Directions for this task
Of the entries below, return exactly those lines that fall between the one containing "the invalid quote." and the one containing "allocation entry for", the two end lines included.

[Provided records Boundary: Start]

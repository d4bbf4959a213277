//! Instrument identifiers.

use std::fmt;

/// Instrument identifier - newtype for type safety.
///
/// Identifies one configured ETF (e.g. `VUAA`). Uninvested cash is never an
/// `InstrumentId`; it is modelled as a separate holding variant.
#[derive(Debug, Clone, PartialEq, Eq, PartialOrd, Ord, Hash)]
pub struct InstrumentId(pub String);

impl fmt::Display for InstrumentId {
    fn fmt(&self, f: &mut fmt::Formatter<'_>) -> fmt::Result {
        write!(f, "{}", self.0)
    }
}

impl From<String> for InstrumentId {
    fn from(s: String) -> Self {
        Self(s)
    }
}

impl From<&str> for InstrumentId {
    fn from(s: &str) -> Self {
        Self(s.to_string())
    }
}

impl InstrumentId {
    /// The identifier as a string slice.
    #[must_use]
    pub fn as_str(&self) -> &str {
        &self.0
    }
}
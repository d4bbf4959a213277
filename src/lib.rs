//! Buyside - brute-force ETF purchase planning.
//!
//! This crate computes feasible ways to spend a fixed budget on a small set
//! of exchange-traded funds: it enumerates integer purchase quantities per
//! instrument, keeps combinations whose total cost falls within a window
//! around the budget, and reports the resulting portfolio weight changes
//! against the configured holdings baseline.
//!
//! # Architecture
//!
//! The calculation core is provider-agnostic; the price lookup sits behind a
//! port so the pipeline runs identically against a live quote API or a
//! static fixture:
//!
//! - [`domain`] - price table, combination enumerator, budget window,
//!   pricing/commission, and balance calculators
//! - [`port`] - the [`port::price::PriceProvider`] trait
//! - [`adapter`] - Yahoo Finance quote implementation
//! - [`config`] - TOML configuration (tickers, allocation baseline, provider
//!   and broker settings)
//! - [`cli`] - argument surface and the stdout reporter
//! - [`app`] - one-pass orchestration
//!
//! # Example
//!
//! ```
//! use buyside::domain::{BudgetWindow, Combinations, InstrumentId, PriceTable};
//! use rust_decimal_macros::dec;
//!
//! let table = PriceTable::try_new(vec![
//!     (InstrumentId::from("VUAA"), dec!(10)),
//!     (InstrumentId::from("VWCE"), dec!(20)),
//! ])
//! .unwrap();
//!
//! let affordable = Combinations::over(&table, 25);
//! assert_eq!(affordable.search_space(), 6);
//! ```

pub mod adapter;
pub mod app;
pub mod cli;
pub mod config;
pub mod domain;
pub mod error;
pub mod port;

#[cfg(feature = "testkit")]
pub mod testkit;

[Provided records Boundary: End]
[Provided records Boundary: Start]

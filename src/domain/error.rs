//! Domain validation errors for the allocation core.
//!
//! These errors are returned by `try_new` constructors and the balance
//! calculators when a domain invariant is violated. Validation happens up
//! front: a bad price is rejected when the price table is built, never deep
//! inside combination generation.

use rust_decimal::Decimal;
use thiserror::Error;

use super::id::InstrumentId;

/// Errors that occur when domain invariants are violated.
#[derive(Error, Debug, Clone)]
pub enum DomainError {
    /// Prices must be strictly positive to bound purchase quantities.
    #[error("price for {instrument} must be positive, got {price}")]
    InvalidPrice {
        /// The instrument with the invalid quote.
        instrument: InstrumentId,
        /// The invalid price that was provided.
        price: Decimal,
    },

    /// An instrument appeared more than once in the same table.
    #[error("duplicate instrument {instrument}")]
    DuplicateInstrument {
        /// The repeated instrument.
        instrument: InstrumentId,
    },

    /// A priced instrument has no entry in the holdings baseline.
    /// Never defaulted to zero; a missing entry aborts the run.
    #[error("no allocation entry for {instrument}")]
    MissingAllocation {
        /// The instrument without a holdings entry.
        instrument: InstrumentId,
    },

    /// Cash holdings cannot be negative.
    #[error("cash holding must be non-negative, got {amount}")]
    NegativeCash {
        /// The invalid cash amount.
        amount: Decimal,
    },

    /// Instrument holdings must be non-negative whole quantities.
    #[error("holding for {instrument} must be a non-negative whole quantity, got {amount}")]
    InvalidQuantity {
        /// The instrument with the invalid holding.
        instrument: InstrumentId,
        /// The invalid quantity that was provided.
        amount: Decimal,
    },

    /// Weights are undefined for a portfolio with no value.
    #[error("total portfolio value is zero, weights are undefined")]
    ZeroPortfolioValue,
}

[Provided records Boundary: End]
[Provided records Boundary: Start]

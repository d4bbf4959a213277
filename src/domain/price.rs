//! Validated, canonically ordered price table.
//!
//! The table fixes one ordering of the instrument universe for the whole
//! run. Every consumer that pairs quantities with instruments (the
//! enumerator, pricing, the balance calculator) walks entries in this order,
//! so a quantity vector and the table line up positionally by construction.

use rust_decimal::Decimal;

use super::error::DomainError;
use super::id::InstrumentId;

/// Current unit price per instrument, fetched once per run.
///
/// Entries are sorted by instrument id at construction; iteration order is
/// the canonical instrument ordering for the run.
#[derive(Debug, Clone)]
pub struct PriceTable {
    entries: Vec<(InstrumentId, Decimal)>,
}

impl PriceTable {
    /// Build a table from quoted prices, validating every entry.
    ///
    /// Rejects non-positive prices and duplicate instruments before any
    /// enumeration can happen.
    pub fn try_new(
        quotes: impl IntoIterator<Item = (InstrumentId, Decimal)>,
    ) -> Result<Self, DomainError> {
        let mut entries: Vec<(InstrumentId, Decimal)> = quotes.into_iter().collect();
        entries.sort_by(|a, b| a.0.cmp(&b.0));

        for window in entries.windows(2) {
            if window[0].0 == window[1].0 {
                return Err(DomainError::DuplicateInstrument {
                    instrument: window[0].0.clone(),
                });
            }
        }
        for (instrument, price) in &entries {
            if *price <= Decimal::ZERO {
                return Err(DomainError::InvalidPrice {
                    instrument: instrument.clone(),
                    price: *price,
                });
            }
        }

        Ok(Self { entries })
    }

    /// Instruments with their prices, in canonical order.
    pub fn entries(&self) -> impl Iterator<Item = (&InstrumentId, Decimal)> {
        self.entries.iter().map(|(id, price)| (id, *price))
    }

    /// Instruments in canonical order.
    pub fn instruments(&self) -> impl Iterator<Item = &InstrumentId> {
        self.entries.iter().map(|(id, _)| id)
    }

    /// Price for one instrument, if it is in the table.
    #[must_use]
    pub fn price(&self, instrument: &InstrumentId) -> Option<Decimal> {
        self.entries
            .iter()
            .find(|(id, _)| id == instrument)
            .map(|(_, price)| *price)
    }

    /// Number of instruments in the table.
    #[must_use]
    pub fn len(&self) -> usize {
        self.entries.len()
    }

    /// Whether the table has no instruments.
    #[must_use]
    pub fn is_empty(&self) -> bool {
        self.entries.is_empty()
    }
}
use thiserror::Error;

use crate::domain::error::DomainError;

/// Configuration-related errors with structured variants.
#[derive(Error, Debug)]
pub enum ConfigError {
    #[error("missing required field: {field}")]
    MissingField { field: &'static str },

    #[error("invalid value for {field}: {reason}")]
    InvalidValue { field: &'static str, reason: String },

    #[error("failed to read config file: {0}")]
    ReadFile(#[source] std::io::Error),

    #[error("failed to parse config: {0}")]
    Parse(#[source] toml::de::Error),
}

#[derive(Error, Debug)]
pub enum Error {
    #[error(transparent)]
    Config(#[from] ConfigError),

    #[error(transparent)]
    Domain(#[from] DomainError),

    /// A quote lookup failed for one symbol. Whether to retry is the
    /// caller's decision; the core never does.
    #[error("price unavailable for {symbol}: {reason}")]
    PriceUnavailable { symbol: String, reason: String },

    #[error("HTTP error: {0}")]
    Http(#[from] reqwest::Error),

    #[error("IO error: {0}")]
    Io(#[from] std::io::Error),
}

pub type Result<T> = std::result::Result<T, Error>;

[Provided records Boundary: End]

The answer
        /// The instrument with the invalid quote.
        instrument: InstrumentId,
        /// The invalid price that was provided.
        price: Decimal,
    },

    /// An instrument appeared more than once in the same table.
    #[error("duplicate instrument {instrument}")]
    DuplicateInstrument {
        /// The repeated instrument.
        instrument: InstrumentId,
    },

    /// A priced instrument has no entry in the holdings baseline.
    /// Never defaulted to zero; a missing entry aborts the run.
    #[error("no allocation entry for {instrument}")]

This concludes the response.